The job is to find each line of the records below that includes the word "Script" and copy it.

━━━━━━━━━━━━━━━━━━━━━━━━━━━━━━

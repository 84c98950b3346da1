/// Recursive descent SIEVE parser.
///
/// Builds the generic command tree from tokens. Blocks nest to any depth
/// since every `{` is matched by the grammar rather than by scanning.
use crate::sieve::ast::*;
use crate::sieve::error::ParseError;
use crate::sieve::lexer::{tokenize, Span, Token};

/// Deepest nesting of blocks and tests accepted.
pub const MAX_DEPTH: usize = 64;

pub fn parse(input: &str) -> Result<Script, ParseError> {
    let spans = tokenize(input)?;
    let tokens: Vec<&Span> = spans
        .iter()
        .filter(|s| !matches!(s.token, Token::Comment | Token::BlockComment))
        .collect();
    let mut pos = 0;
    let commands = parse_commands(&tokens, &mut pos, 0)?;
    Ok(Script { commands })
}

fn expected(tokens: &[&Span], pos: usize, what: &'static str) -> ParseError {
    match tokens.get(pos) {
        Some(span) => ParseError::Expected {
            expected: what,
            found: span.token.to_string(),
            offset: span.offset,
        },
        None => ParseError::UnexpectedEnd(what),
    }
}

fn peek<'a>(tokens: &[&'a Span], pos: usize) -> Option<&'a Token> {
    tokens.get(pos).copied().map(|s| &s.token)
}

fn check_depth(tokens: &[&Span], pos: usize, depth: usize) -> Result<(), ParseError> {
    if depth > MAX_DEPTH {
        let offset = tokens.get(pos).map_or(0, |s| s.offset);
        return Err(ParseError::TooDeep { limit: MAX_DEPTH, offset });
    }
    Ok(())
}

/// Commands up to end of input, or up to the closing `}` inside a block
/// (`depth > 0`).
fn parse_commands(
    tokens: &[&Span],
    pos: &mut usize,
    depth: usize,
) -> Result<Vec<Command>, ParseError> {
    check_depth(tokens, *pos, depth)?;
    let nested = depth > 0;
    let mut commands = Vec::new();
    loop {
        match peek(tokens, *pos) {
            None if nested => return Err(ParseError::UnexpectedEnd("'}'")),
            None => break,
            Some(Token::RBrace) if nested => {
                *pos += 1;
                break;
            }
            Some(Token::Identifier(_)) => commands.push(parse_command(tokens, pos, depth)?),
            Some(_) => return Err(expected(tokens, *pos, "command")),
        }
    }
    Ok(commands)
}

fn parse_command(tokens: &[&Span], pos: &mut usize, depth: usize) -> Result<Command, ParseError> {
    let name = match peek(tokens, *pos) {
        Some(Token::Identifier(s)) => s.to_lowercase(),
        _ => return Err(expected(tokens, *pos, "command")),
    };
    *pos += 1;

    let arguments = parse_arguments(tokens, pos)?;
    let tests = parse_trailing_tests(tokens, pos, depth + 1)?;

    let block = match peek(tokens, *pos) {
        Some(Token::Semicolon) => {
            *pos += 1;
            None
        }
        Some(Token::LBrace) => {
            *pos += 1;
            Some(parse_commands(tokens, pos, depth + 1)?)
        }
        _ => return Err(expected(tokens, *pos, "';' or '{'")),
    };

    Ok(Command {
        name,
        arguments,
        tests,
        block,
    })
}

fn parse_arguments(tokens: &[&Span], pos: &mut usize) -> Result<Vec<Argument>, ParseError> {
    let mut arguments = Vec::new();
    loop {
        let argument = match peek(tokens, *pos) {
            Some(Token::QuotedString(s)) | Some(Token::MultiLineString(s)) => {
                Argument::String(s.clone())
            }
            Some(Token::Number(n)) => Argument::Number(n.clone()),
            Some(Token::Tag(t)) => Argument::Tag(t.clone()),
            Some(Token::LBracket) => {
                arguments.push(Argument::StringList(parse_string_list(tokens, pos)?));
                continue;
            }
            _ => break,
        };
        arguments.push(argument);
        *pos += 1;
    }
    Ok(arguments)
}

/// `[ "a", "b" ]`. An empty list is tolerated.
fn parse_string_list(tokens: &[&Span], pos: &mut usize) -> Result<Vec<String>, ParseError> {
    if !matches!(peek(tokens, *pos), Some(Token::LBracket)) {
        return Err(expected(tokens, *pos, "'['"));
    }
    *pos += 1;

    let mut items = Vec::new();
    if matches!(peek(tokens, *pos), Some(Token::RBracket)) {
        *pos += 1;
        return Ok(items);
    }
    loop {
        match peek(tokens, *pos) {
            Some(Token::QuotedString(s)) | Some(Token::MultiLineString(s)) => {
                items.push(s.clone());
                *pos += 1;
            }
            _ => return Err(expected(tokens, *pos, "string")),
        }
        match peek(tokens, *pos) {
            Some(Token::Comma) => *pos += 1,
            Some(Token::RBracket) => {
                *pos += 1;
                break;
            }
            _ => return Err(expected(tokens, *pos, "',' or ']'")),
        }
    }
    Ok(items)
}

/// The optional `test / test-list` that may follow arguments.
fn parse_trailing_tests(
    tokens: &[&Span],
    pos: &mut usize,
    depth: usize,
) -> Result<Vec<Test>, ParseError> {
    match peek(tokens, *pos) {
        Some(Token::Identifier(_)) => Ok(vec![parse_test(tokens, pos, depth)?]),
        Some(Token::LParen) => parse_test_list(tokens, pos, depth),
        _ => Ok(Vec::new()),
    }
}

fn parse_test(tokens: &[&Span], pos: &mut usize, depth: usize) -> Result<Test, ParseError> {
    check_depth(tokens, *pos, depth)?;
    let name = match peek(tokens, *pos) {
        Some(Token::Identifier(s)) => s.to_lowercase(),
        _ => return Err(expected(tokens, *pos, "test")),
    };
    *pos += 1;

    let arguments = parse_arguments(tokens, pos)?;
    let tests = parse_trailing_tests(tokens, pos, depth + 1)?;

    Ok(Test {
        name,
        arguments,
        tests,
    })
}

fn parse_test_list(
    tokens: &[&Span],
    pos: &mut usize,
    depth: usize,
) -> Result<Vec<Test>, ParseError> {
    if !matches!(peek(tokens, *pos), Some(Token::LParen)) {
        return Err(expected(tokens, *pos, "'('"));
    }
    *pos += 1;

    let mut tests = Vec::new();
    loop {
        tests.push(parse_test(tokens, pos, depth)?);
        match peek(tokens, *pos) {
            Some(Token::Comma) => *pos += 1,
            Some(Token::RParen) => {
                *pos += 1;
                break;
            }
            _ => return Err(expected(tokens, *pos, "',' or ')'")),
        }
    }
    Ok(tests)
}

━━━━━━━━━━━━━━━━━━━━━━━━━━━━━━

EXERCISE RESPONSE:
pub fn parse(input: &str) -> Result<Script, ParseError> {
    Ok(Script { commands })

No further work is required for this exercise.